[Records for processing]

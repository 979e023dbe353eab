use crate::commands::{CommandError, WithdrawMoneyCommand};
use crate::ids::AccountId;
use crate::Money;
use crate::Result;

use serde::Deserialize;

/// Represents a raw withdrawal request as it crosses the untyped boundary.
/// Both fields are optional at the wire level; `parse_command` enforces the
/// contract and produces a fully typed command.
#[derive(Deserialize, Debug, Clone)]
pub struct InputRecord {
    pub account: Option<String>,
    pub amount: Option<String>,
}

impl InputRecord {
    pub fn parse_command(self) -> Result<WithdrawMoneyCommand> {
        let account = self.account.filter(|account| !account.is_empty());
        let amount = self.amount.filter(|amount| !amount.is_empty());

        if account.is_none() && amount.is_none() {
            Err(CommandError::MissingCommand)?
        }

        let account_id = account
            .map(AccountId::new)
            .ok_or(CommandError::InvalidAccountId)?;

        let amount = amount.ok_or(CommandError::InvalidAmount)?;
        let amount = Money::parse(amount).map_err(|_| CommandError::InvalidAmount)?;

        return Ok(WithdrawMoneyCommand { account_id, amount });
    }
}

[/Records for processing]
[Records for processing]

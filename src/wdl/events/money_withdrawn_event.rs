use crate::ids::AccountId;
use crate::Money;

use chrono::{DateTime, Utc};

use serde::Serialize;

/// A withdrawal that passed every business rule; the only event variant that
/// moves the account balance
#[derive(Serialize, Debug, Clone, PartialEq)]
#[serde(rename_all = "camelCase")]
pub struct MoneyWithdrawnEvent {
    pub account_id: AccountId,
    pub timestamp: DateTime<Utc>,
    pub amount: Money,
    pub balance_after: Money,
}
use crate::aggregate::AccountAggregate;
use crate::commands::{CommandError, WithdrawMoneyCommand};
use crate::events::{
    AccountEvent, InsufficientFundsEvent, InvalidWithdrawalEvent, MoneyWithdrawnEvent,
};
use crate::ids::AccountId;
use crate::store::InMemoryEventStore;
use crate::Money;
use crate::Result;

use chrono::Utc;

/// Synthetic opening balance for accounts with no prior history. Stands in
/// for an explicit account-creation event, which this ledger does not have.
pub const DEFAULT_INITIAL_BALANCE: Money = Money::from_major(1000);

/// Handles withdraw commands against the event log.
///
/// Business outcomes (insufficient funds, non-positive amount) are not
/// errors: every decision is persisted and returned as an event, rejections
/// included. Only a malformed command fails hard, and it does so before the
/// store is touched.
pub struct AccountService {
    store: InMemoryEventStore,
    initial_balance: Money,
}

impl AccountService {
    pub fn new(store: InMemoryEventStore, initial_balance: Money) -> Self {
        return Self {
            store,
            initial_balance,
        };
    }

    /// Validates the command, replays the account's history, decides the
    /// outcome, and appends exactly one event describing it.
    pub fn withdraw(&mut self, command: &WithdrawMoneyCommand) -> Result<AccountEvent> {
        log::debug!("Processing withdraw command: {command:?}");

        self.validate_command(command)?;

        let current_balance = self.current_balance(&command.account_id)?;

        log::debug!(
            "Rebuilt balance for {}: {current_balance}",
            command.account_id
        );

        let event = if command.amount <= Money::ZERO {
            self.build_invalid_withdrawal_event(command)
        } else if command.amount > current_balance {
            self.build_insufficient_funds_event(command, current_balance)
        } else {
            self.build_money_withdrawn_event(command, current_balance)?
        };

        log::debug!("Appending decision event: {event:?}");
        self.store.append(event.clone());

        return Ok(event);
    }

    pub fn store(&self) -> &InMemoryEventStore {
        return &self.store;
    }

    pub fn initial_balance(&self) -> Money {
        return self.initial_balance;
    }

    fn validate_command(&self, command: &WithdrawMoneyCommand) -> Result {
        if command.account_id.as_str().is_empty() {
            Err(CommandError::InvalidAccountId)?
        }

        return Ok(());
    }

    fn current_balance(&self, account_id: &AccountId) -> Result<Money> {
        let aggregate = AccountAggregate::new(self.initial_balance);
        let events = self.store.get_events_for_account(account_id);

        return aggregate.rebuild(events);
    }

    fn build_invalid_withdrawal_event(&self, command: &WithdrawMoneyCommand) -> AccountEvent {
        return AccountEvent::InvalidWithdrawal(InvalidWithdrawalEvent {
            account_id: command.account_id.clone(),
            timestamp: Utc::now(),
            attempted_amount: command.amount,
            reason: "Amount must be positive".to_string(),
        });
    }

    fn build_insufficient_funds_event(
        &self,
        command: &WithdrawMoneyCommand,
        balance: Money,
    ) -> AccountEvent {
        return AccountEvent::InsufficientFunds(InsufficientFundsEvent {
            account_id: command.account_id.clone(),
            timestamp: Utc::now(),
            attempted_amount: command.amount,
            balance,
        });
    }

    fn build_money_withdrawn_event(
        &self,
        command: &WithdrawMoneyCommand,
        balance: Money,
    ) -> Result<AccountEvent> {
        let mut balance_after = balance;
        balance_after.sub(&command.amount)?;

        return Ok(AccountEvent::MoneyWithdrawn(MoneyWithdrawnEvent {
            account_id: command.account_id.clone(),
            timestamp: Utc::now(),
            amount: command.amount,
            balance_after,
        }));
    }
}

[/Records for processing]

→ **Work request**:
Referring to the material above, set down exactly the lines between the line with "self.validate_command(command)?;" and the line with "else if command.amount", inclusive, and no other lines.

→ **Output for this exercise**:
        self.validate_command(command)?;

        let current_balance = self.current_balance(&command.account_id)?;

        log::debug!(
            "Rebuilt balance for {}: {current_balance}",
            command.account_id
        );

        let event = if command.amount <= Money::ZERO {
            self.build_invalid_withdrawal_event(command)
        } else if command.amount > current_balance {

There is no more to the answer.